**WHAT THE TASK REQUIRES**. Reproduce all entries word for word.

**INPUT DATA**.

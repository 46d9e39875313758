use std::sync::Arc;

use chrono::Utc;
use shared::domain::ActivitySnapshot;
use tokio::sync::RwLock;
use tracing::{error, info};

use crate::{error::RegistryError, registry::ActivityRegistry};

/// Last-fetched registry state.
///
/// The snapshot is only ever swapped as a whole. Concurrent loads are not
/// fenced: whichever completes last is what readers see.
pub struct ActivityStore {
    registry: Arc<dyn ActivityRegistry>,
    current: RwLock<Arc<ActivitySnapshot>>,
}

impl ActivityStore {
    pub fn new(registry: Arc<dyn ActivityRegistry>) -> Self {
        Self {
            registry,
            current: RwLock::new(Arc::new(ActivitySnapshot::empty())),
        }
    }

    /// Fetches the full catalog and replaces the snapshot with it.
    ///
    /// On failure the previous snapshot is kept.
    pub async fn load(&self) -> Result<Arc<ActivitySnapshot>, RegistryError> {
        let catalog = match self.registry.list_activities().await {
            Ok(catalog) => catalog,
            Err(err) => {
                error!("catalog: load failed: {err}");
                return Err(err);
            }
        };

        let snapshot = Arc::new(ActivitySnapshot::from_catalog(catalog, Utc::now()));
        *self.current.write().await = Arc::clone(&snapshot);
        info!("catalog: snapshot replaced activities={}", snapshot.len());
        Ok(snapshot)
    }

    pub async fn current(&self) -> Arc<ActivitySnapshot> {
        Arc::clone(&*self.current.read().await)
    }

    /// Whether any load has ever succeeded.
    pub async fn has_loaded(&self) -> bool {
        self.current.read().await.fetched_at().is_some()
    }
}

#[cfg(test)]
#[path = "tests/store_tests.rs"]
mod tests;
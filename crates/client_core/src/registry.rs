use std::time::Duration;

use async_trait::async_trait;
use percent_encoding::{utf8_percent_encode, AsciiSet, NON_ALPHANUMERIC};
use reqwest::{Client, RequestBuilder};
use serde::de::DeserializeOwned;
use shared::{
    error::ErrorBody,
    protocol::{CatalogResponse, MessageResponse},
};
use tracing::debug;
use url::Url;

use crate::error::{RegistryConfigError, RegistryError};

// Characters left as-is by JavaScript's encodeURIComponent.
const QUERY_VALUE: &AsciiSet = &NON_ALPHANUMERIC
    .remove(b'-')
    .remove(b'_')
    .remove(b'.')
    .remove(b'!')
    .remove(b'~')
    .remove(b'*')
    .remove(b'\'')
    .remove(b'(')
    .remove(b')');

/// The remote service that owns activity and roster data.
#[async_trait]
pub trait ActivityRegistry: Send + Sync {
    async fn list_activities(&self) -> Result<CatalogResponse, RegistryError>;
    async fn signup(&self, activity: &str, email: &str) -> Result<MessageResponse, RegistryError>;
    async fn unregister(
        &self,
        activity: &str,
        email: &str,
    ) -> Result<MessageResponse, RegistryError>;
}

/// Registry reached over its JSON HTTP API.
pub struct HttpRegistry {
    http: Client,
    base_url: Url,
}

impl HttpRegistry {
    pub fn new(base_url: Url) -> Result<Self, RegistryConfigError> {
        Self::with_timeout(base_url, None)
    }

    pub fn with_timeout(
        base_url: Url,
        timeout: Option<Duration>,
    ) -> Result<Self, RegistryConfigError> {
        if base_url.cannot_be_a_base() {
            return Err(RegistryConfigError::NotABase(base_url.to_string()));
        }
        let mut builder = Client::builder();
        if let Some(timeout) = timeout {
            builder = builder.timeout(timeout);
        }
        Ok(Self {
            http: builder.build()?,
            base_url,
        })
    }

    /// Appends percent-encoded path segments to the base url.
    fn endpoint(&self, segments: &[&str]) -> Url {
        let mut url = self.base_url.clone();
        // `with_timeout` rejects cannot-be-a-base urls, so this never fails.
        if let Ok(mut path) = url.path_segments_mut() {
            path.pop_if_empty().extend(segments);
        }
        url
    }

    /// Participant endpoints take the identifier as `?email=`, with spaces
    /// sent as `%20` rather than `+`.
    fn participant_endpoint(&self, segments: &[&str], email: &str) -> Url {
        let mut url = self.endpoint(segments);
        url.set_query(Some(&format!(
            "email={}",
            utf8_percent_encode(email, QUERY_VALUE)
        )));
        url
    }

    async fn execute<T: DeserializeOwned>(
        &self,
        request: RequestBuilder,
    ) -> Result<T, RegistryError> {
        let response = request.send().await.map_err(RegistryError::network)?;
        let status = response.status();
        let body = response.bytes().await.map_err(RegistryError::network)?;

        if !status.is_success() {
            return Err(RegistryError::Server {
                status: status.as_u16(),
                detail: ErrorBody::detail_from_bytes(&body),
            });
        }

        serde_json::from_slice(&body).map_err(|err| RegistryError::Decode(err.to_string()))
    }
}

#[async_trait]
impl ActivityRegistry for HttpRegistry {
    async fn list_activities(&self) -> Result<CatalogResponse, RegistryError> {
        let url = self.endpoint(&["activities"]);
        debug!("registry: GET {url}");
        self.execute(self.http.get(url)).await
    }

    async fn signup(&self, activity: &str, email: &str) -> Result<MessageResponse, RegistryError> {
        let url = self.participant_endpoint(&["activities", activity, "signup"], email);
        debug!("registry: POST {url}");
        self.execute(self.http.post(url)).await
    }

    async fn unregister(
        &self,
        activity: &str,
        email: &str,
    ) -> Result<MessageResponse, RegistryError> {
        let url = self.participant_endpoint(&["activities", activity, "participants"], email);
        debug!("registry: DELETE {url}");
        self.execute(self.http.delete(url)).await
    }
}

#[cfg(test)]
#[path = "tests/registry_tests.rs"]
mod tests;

**EXERCISE OUTPUT**.
repository 46d9e39875313758
use std::sync::Arc;

use chrono::Utc;
use shared::domain::ActivitySnapshot;
use tokio::sync::RwLock;
use tracing::{error, info};

use crate::{error::RegistryError, registry::ActivityRegistry};

/// Last-fetched registry state.
///
/// The snapshot is only ever swapped as a whole. Concurrent loads are not
/// fenced: whichever completes last is what readers see.
pub struct ActivityStore {
    registry: Arc<dyn ActivityRegistry>,
    current: RwLock<Arc<ActivitySnapshot>>,
}

impl ActivityStore {
    pub fn new(registry: Arc<dyn ActivityRegistry>) -> Self {
        Self {
            registry,
            current: RwLock::new(Arc::new(ActivitySnapshot::empty())),
        }
    }

    /// Fetches the full catalog and replaces the snapshot with it.
    ///
    /// On failure the previous snapshot is kept.
    pub async fn load(&self) -> Result<Arc<ActivitySnapshot>, RegistryError> {
        let catalog = match self.registry.list_activities().await {
            Ok(catalog) => catalog,
            Err(err) => {
                error!("catalog: load failed: {err}");
                return Err(err);
            }
        };

        let snapshot = Arc::new(ActivitySnapshot::from_catalog(catalog, Utc::now()));
        *self.current.write().await = Arc::clone(&snapshot);
        info!("catalog: snapshot replaced activities={}", snapshot.len());
        Ok(snapshot)
    }

    pub async fn current(&self) -> Arc<ActivitySnapshot> {
        Arc::clone(&*self.current.read().await)
    }

    /// Whether any load has ever succeeded.
    pub async fn has_loaded(&self) -> bool {
        self.current.read().await.fetched_at().is_some()
    }
}

#[cfg(test)]
#[path = "tests/store_tests.rs"]
mod tests;
filename crates/client_core/src/registry.rs
use std::time::Duration;

use async_trait::async_trait;
use percent_encoding::{utf8_percent_encode, AsciiSet, NON_ALPHANUMERIC};
use reqwest::{Client, RequestBuilder};
use serde::de::DeserializeOwned;
use shared::{
    error::ErrorBody,
    protocol::{CatalogResponse, MessageResponse},
};
use tracing::debug;
use url::Url;

use crate::error::{RegistryConfigError, RegistryError};

// Characters left as-is by JavaScript's encodeURIComponent.
const QUERY_VALUE: &AsciiSet = &NON_ALPHANUMERIC
    .remove(b'-')
    .remove(b'_')
    .remove(b'.')
    .remove(b'!')
    .remove(b'~')
    .remove(b'*')
    .remove(b'\'')
    .remove(b'(')
    .remove(b')');

/// The remote service that owns activity and roster data.
#[async_trait]
pub trait ActivityRegistry: Send + Sync {
    async fn list_activities(&self) -> Result<CatalogResponse, RegistryError>;
    async fn signup(&self, activity: &str, email: &str) -> Result<MessageResponse, RegistryError>;
    async fn unregister(
        &self,
        activity: &str,
        email: &str,
    ) -> Result<MessageResponse, RegistryError>;
}

/// Registry reached over its JSON HTTP API.
pub struct HttpRegistry {
    http: Client,
    base_url: Url,
}

impl HttpRegistry {
    pub fn new(base_url: Url) -> Result<Self, RegistryConfigError> {
        Self::with_timeout(base_url, None)
    }

    pub fn with_timeout(
        base_url: Url,
        timeout: Option<Duration>,
    ) -> Result<Self, RegistryConfigError> {
        if base_url.cannot_be_a_base() {
            return Err(RegistryConfigError::NotABase(base_url.to_string()));
        }
        let mut builder = Client::builder();
        if let Some(timeout) = timeout {
            builder = builder.timeout(timeout);
        }
        Ok(Self {
            http: builder.build()?,
            base_url,
        })
    }

    /// Appends percent-encoded path segments to the base url.
    fn endpoint(&self, segments: &[&str]) -> Url {
        let mut url = self.base_url.clone();
        // `with_timeout` rejects cannot-be-a-base urls, so this never fails.
        if let Ok(mut path) = url.path_segments_mut() {
            path.pop_if_empty().extend(segments);
        }
        url
    }

    /// Participant endpoints take the identifier as `?email=`, with spaces
    /// sent as `%20` rather than `+`.
    fn participant_endpoint(&self, segments: &[&str], email: &str) -> Url {
        let mut url = self.endpoint(segments);
        url.set_query(Some(&format!(
            "email={}",
            utf8_percent_encode(email, QUERY_VALUE)
        )));
        url
    }

    async fn execute<T: DeserializeOwned>(
        &self,
        request: RequestBuilder,
    ) -> Result<T, RegistryError> {
        let response = request.send().await.map_err(RegistryError::network)?;
        let status = response.status();
        let body = response.bytes().await.map_err(RegistryError::network)?;

        if !status.is_success() {
            return Err(RegistryError::Server {
                status: status.as_u16(),
                detail: ErrorBody::detail_from_bytes(&body),
            });
        }

        serde_json::from_slice(&body).map_err(|err| RegistryError::Decode(err.to_string()))
    }
}

#[async_trait]
impl ActivityRegistry for HttpRegistry {
    async fn list_activities(&self) -> Result<CatalogResponse, RegistryError> {
        let url = self.endpoint(&["activities"]);
        debug!("registry: GET {url}");
        self.execute(self.http.get(url)).await
    }

    async fn signup(&self, activity: &str, email: &str) -> Result<MessageResponse, RegistryError> {
        let url = self.participant_endpoint(&["activities", activity, "signup"], email);
        debug!("registry: POST {url}");
        self.execute(self.http.post(url)).await
    }

    async fn unregister(
        &self,
        activity: &str,
        email: &str,
    ) -> Result<MessageResponse, RegistryError> {
        let url = self.participant_endpoint(&["activities", activity, "participants"], email);
        debug!("registry: DELETE {url}");
        self.execute(self.http.delete(url)).await
    }
}

#[cfg(test)]
#[path = "tests/registry_tests.rs"]
mod tests;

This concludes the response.